ASSIGNMENT: Exactly as shown below, retype every line of the data.

----- PROVIDED RECORDS

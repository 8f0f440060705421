//! Error types for the Betslip application.

use thiserror::Error;

/// The main error type for Betslip.
#[derive(Error, Debug)]
pub enum Error {
    /// Submit was requested with nothing on the slip.
    #[error("No bets selected")]
    EmptySelection,

    /// The first bet group of an event has no choice list.
    #[error("Event has no valid bet data (event {event_id})")]
    MissingBetData { event_id: String },

    /// The first bet group of an event has no question.
    #[error("Event has no valid bet question (event {event_id})")]
    MissingBetQuestion { event_id: String },

    /// IO errors (file operations, terminal, etc.)
    #[error("IO error: {0}")]
    Io(#[from] std::io::Error),

    /// Configuration errors
    #[error("Configuration error: {0}")]
    Config(String),

    /// Serialization/deserialization errors
    #[error("Serialization error: {0}")]
    Serialization(#[from] serde_json::Error),

    /// Channel communication errors
    #[error("Channel error: {0}")]
    Channel(String),

    /// Event catalog contract violations
    #[error("Catalog error: {0}")]
    Catalog(String),

    /// Invalid input or state
    #[error("Invalid input: {0}")]
    InvalidInput(String),
}

/// Alias for Result with our Error type.
pub type Result<T> = std::result::Result<T, Error>;

impl Error {
    /// Create a new missing bet data error for an event.
    pub fn missing_bet_data(event_id: impl Into<String>) -> Self {
        Self::MissingBetData {
            event_id: event_id.into(),
        }
    }

    /// Create a new missing bet question error for an event.
    pub fn missing_bet_question(event_id: impl Into<String>) -> Self {
        Self::MissingBetQuestion {
            event_id: event_id.into(),
        }
    }

    /// Create a new config error.
    pub fn config(msg: impl Into<String>) -> Self {
        Self::Config(msg.into())
    }

    /// Create a new channel error.
    pub fn channel(msg: impl Into<String>) -> Self {
        Self::Channel(msg.into())
    }

    /// Create a new catalog error.
    pub fn catalog(msg: impl Into<String>) -> Self {
        Self::Catalog(msg.into())
    }

    /// Create a new invalid input error.
    pub fn invalid_input(msg: impl Into<String>) -> Self {
        Self::InvalidInput(msg.into())
    }

    /// Whether this error means the upstream event data is malformed.
    pub fn is_data_contract_violation(&self) -> bool {
        matches!(
            self,
            Self::MissingBetData { .. } | Self::MissingBetQuestion { .. } | Self::Catalog(_)
        )
    }
}

impl From<config::ConfigError> for Error {
    fn from(err: config::ConfigError) -> Self {
        Self::Config(err.to_string())
    }
}

#[cfg(test)]
mod tests {
    use super::*;

    #[test]
    fn test_empty_selection_message() {
        assert_eq!(Error::EmptySelection.to_string(), "No bets selected");
    }

    #[test]
    fn test_data_contract_violations() {
        assert!(Error::missing_bet_data("event-1").is_data_contract_violation());
        assert!(Error::missing_bet_question("event-1").is_data_contract_violation());
        assert!(!Error::EmptySelection.is_data_contract_violation());
        assert!(!Error::config("bad").is_data_contract_violation());
    }
}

----------

RESPONSE TO THE EXERCISE:
repository 8f0f440060705421
//! Error types for the Betslip application.

use thiserror::Error;

/// The main error type for Betslip.
#[derive(Error, Debug)]
pub enum Error {
    /// Submit was requested with nothing on the slip.
    #[error("No bets selected")]
    EmptySelection,

    /// The first bet group of an event has no choice list.
    #[error("Event has no valid bet data (event {event_id})")]
    MissingBetData { event_id: String },

    /// The first bet group of an event has no question.
    #[error("Event has no valid bet question (event {event_id})")]
    MissingBetQuestion { event_id: String },

    /// IO errors (file operations, terminal, etc.)
    #[error("IO error: {0}")]
    Io(#[from] std::io::Error),

    /// Configuration errors
    #[error("Configuration error: {0}")]
    Config(String),

    /// Serialization/deserialization errors
    #[error("Serialization error: {0}")]
    Serialization(#[from] serde_json::Error),

    /// Channel communication errors
    #[error("Channel error: {0}")]
    Channel(String),

    /// Event catalog contract violations
    #[error("Catalog error: {0}")]
    Catalog(String),

    /// Invalid input or state
    #[error("Invalid input: {0}")]
    InvalidInput(String),
}

/// Alias for Result with our Error type.
pub type Result<T> = std::result::Result<T, Error>;

impl Error {
    /// Create a new missing bet data error for an event.
    pub fn missing_bet_data(event_id: impl Into<String>) -> Self {
        Self::MissingBetData {
            event_id: event_id.into(),
        }
    }

    /// Create a new missing bet question error for an event.
    pub fn missing_bet_question(event_id: impl Into<String>) -> Self {
        Self::MissingBetQuestion {
            event_id: event_id.into(),
        }
    }

    /// Create a new config error.
    pub fn config(msg: impl Into<String>) -> Self {
        Self::Config(msg.into())
    }

    /// Create a new channel error.
    pub fn channel(msg: impl Into<String>) -> Self {
        Self::Channel(msg.into())
    }

    /// Create a new catalog error.
    pub fn catalog(msg: impl Into<String>) -> Self {
        Self::Catalog(msg.into())
    }

    /// Create a new invalid input error.
    pub fn invalid_input(msg: impl Into<String>) -> Self {
        Self::InvalidInput(msg.into())
    }

    /// Whether this error means the upstream event data is malformed.
    pub fn is_data_contract_violation(&self) -> bool {
        matches!(
            self,
            Self::MissingBetData { .. } | Self::MissingBetQuestion { .. } | Self::Catalog(_)
        )
    }
}

impl From<config::ConfigError> for Error {
    fn from(err: config::ConfigError) -> Self {
        Self::Config(err.to_string())
    }
}

#[cfg(test)]
mod tests {
    use super::*;

    #[test]
    fn test_empty_selection_message() {
        assert_eq!(Error::EmptySelection.to_string(), "No bets selected");
    }

    #[test]
    fn test_data_contract_violations() {
        assert!(Error::missing_bet_data("event-1").is_data_contract_violation());
        assert!(Error::missing_bet_question("event-1").is_data_contract_violation());
        assert!(!Error::EmptySelection.is_data_contract_violation());
        assert!(!Error::config("bad").is_data_contract_violation());
    }
}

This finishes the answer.